### Input records ###
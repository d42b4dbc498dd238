use cozy_chess::{Board, Color, Piece};
use crate::board::cozy::Position;
use crate::board::{Rules, Status};

pub type Score = i32;

const PAWN: i32 = 100;
const KNIGHT: i32 = 320;
const BISHOP: i32 = 330;
const ROOK: i32 = 500;
const QUEEN: i32 = 900;
const KING: i32 = 20_000;

// Mate scoring helpers
pub const MATE_SCORE: Score = 30_000;
pub const DRAW_SCORE: Score = 0;
/// Deepest supported search, in plies.
pub const MAX_DEPTH: u32 = 64;
/// Strictly outside every dated mate score; full-width search bounds.
pub const INFINITY: Score = MATE_SCORE + MAX_DEPTH as i32 + 1;
/// Non-terminal evaluations never leave [-EVAL_LIMIT, EVAL_LIMIT].
pub const EVAL_LIMIT: Score = MATE_SCORE - 1;

pub fn is_mate_score(score: Score) -> bool { score.abs() >= MATE_SCORE }

/// Date an undated terminal score by remaining depth so that mates found
/// nearer the root are more extreme. Non-terminal scores pass through.
pub fn date_terminal(score: Score, depth: u32) -> Score {
    if score <= -MATE_SCORE { -MATE_SCORE - depth as i32 }
    else if score >= MATE_SCORE { MATE_SCORE + depth as i32 }
    else { score }
}

/// Position evaluator. Scores are from the side to move's perspective.
pub trait Evaluator<P>: Send + Sync {
    fn evaluate(&self, pos: &P) -> Score;
}

// Piece-square tables, written rank 8 first from White's point of view.
#[rustfmt::skip]
const PAWN_PST: [i32; 64] = [
     0,  0,  0,  0,  0,  0,  0,  0,
    50, 50, 50, 50, 50, 50, 50, 50,
    10, 10, 20, 30, 30, 20, 10, 10,
     5,  5, 10, 25, 25, 10,  5,  5,
     0,  0,  0, 20, 20,  0,  0,  0,
     5, -5,-10,  0,  0,-10, -5,  5,
     5, 10, 10,-20,-20, 10, 10,  5,
     0,  0,  0,  0,  0,  0,  0,  0,
];

#[rustfmt::skip]
const KNIGHT_PST: [i32; 64] = [
    -50,-40,-30,-30,-30,-30,-40,-50,
    -40,-20,  0,  0,  0,  0,-20,-40,
    -30,  0, 10, 15, 15, 10,  0,-30,
    -30,  5, 15, 20, 20, 15,  5,-30,
    -30,  0, 15, 20, 20, 15,  0,-30,
    -30,  5, 10, 15, 15, 10,  5,-30,
    -40,-20,  0,  5,  5,  0,-20,-40,
    -50,-40,-30,-30,-30,-30,-40,-50,
];

#[rustfmt::skip]
const BISHOP_PST: [i32; 64] = [
    -20,-10,-10,-10,-10,-10,-10,-20,
    -10,  0,  0,  0,  0,  0,  0,-10,
    -10,  0,  5, 10, 10,  5,  0,-10,
    -10,  5,  5, 10, 10,  5,  5,-10,
    -10,  0, 10, 10, 10, 10,  0,-10,
    -10, 10, 10, 10, 10, 10, 10,-10,
    -10,  5,  0,  0,  0,  0,  5,-10,
    -20,-10,-10,-10,-10,-10,-10,-20,
];

#[rustfmt::skip]
const ROOK_PST: [i32; 64] = [
     0,  0,  0,  0,  0,  0,  0,  0,
     5, 10, 10, 10, 10, 10, 10,  5,
    -5,  0,  0,  0,  0,  0,  0, -5,
    -5,  0,  0,  0,  0,  0,  0, -5,
    -5,  0,  0,  0,  0,  0,  0, -5,
    -5,  0,  0,  0,  0,  0,  0, -5,
    -5,  0,  0,  0,  0,  0,  0, -5,
     0,  0,  0,  5,  5,  0,  0,  0,
];

#[rustfmt::skip]
const QUEEN_PST: [i32; 64] = [
    -20,-10,-10, -5, -5,-10,-10,-20,
    -10,  0,  0,  0,  0,  0,  0,-10,
    -10,  0,  5,  5,  5,  5,  0,-10,
     -5,  0,  5,  5,  5,  5,  0, -5,
      0,  0,  5,  5,  5,  5,  0, -5,
    -10,  5,  5,  5,  5,  5,  0,-10,
    -10,  0,  5,  0,  0,  0,  0,-10,
    -20,-10,-10, -5, -5,-10,-10,-20,
];

#[rustfmt::skip]
const KING_PST: [i32; 64] = [
    -30,-40,-40,-50,-50,-40,-40,-30,
    -30,-40,-40,-50,-50,-40,-40,-30,
    -30,-40,-40,-50,-50,-40,-40,-30,
    -30,-40,-40,-50,-50,-40,-40,-30,
    -20,-30,-30,-40,-40,-30,-30,-20,
    -10,-20,-20,-20,-20,-20,-20,-10,
     20, 20,  0,  0,  0,  0, 20, 20,
     20, 30, 10,  0,  0, 10, 30, 20,
];

const PIECES: [Piece; 6] = [Piece::Pawn, Piece::Knight, Piece::Bishop, Piece::Rook, Piece::Queen, Piece::King];

pub fn piece_value(piece: Piece) -> i32 {
    match piece {
        Piece::Pawn => PAWN,
        Piece::Knight => KNIGHT,
        Piece::Bishop => BISHOP,
        Piece::Rook => ROOK,
        Piece::Queen => QUEEN,
        Piece::King => KING,
    }
}

fn pst(piece: Piece) -> &'static [i32; 64] {
    match piece {
        Piece::Pawn => &PAWN_PST,
        Piece::Knight => &KNIGHT_PST,
        Piece::Bishop => &BISHOP_PST,
        Piece::Rook => &ROOK_PST,
        Piece::Queen => &QUEEN_PST,
        Piece::King => &KING_PST,
    }
}

/// Bonus for `piece` of `color` on the square at `rank`/`file` (0-based from a1).
pub fn positional_bonus(piece: Piece, color: Color, rank: usize, file: usize) -> i32 {
    let row = if color == Color::White { 7 - rank } else { rank };
    pst(piece)[row * 8 + file]
}

fn count_piece(board: &Board, color: Color, piece: Piece) -> i32 {
    let bb = board.colors(color) & board.pieces(piece);
    bb.into_iter().count() as i32
}

// Side-agnostic material in centipawns: positive means White has more material.
pub fn material_eval_cp_side_agnostic(board: &Board) -> i32 {
    PIECES.iter().map(|&p| {
        (count_piece(board, Color::White, p) - count_piece(board, Color::Black, p)) * piece_value(p)
    }).sum()
}

// Material from side-to-move perspective (negamax-friendly)
pub fn material_eval_cp(board: &Board) -> i32 {
    let base = material_eval_cp_side_agnostic(board);
    if board.side_to_move() == Color::White { base } else { -base }
}

/// Material plus piece-square bonus for every occupied square, from the side
/// to move's perspective. Ignores terminal states.
pub fn pst_eval_cp(board: &Board) -> i32 {
    let stm = board.side_to_move();
    let mut score = 0;
    for &color in &[Color::White, Color::Black] {
        let sign = if color == stm { 1 } else { -1 };
        for &piece in &PIECES {
            for sq in board.colors(color) & board.pieces(piece) {
                let v = piece_value(piece) + positional_bonus(piece, color, sq.rank() as usize, sq.file() as usize);
                score += sign * v;
            }
        }
    }
    score
}

fn terminal_score(pos: &Position) -> Option<Score> {
    match pos.status() {
        Status::Checkmate => Some(-MATE_SCORE),
        Status::Stalemate | Status::Draw => Some(DRAW_SCORE),
        Status::Ongoing => None,
    }
}

/// Material and piece-square tables.
#[derive(Clone, Copy, Debug, Default)]
pub struct PstEvaluator;

impl Evaluator<Position> for PstEvaluator {
    fn evaluate(&self, pos: &Position) -> Score {
        terminal_score(pos).unwrap_or_else(|| pst_eval_cp(pos.board()).clamp(-EVAL_LIMIT, EVAL_LIMIT))
    }
}

/// Material only; terminal states are still scored.
#[derive(Clone, Copy, Debug, Default)]
pub struct MaterialEvaluator;

impl Evaluator<Position> for MaterialEvaluator {
    fn evaluate(&self, pos: &Position) -> Score {
        terminal_score(pos).unwrap_or_else(|| material_eval_cp(pos.board()).clamp(-EVAL_LIMIT, EVAL_LIMIT))
    }
}

/// Runtime-selectable evaluator.
#[derive(Clone, Copy, Debug, Default, PartialEq, Eq, serde::Serialize, serde::Deserialize)]
#[serde(rename_all = "lowercase")]
pub enum EvalKind {
    #[default]
    Pst,
    Material,
}

impl std::str::FromStr for EvalKind {
    type Err = String;
    fn from_str(s: &str) -> Result<Self, Self::Err> {
        match s.to_ascii_lowercase().as_str() {
            "pst" => Ok(EvalKind::Pst),
            "material" => Ok(EvalKind::Material),
            other => Err(format!("unknown evaluator '{other}' (expected pst or material)")),
        }
    }
}

impl Evaluator<Position> for EvalKind {
    fn evaluate(&self, pos: &Position) -> Score {
        match self {
            EvalKind::Pst => PstEvaluator.evaluate(pos),
            EvalKind::Material => MaterialEvaluator.evaluate(pos),
        }
    }
}

#[cfg(test)]
mod tests {
    use super::*;

    #[test]
    fn tables_are_mirrored_between_colours() {
        for piece in PIECES {
            for rank in 0..8 {
                for file in 0..8 {
                    assert_eq!(
                        positional_bonus(piece, Color::White, rank, file),
                        positional_bonus(piece, Color::Black, 7 - rank, file),
                    );
                }
            }
        }
    }

    #[test]
    fn startpos_is_balanced() {
        assert_eq!(pst_eval_cp(&Board::default()), 0);
    }

    #[test]
    fn dating_orders_mates_by_distance() {
        assert!(date_terminal(-MATE_SCORE, 3) < date_terminal(-MATE_SCORE, 1));
        assert!(date_terminal(MATE_SCORE, 3) > date_terminal(MATE_SCORE, 1));
        assert_eq!(date_terminal(150, 5), 150);
        assert!(date_terminal(-MATE_SCORE, MAX_DEPTH) > -INFINITY);
    }
}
###
--- Directions for this task ---
Which lines hold the word "every"? Copy each of them from the records.

--- Answer for this exercise ---
/// Strictly outside every dated mate score; full-width search bounds.
/// Material plus piece-square bonus for every occupied square, from the side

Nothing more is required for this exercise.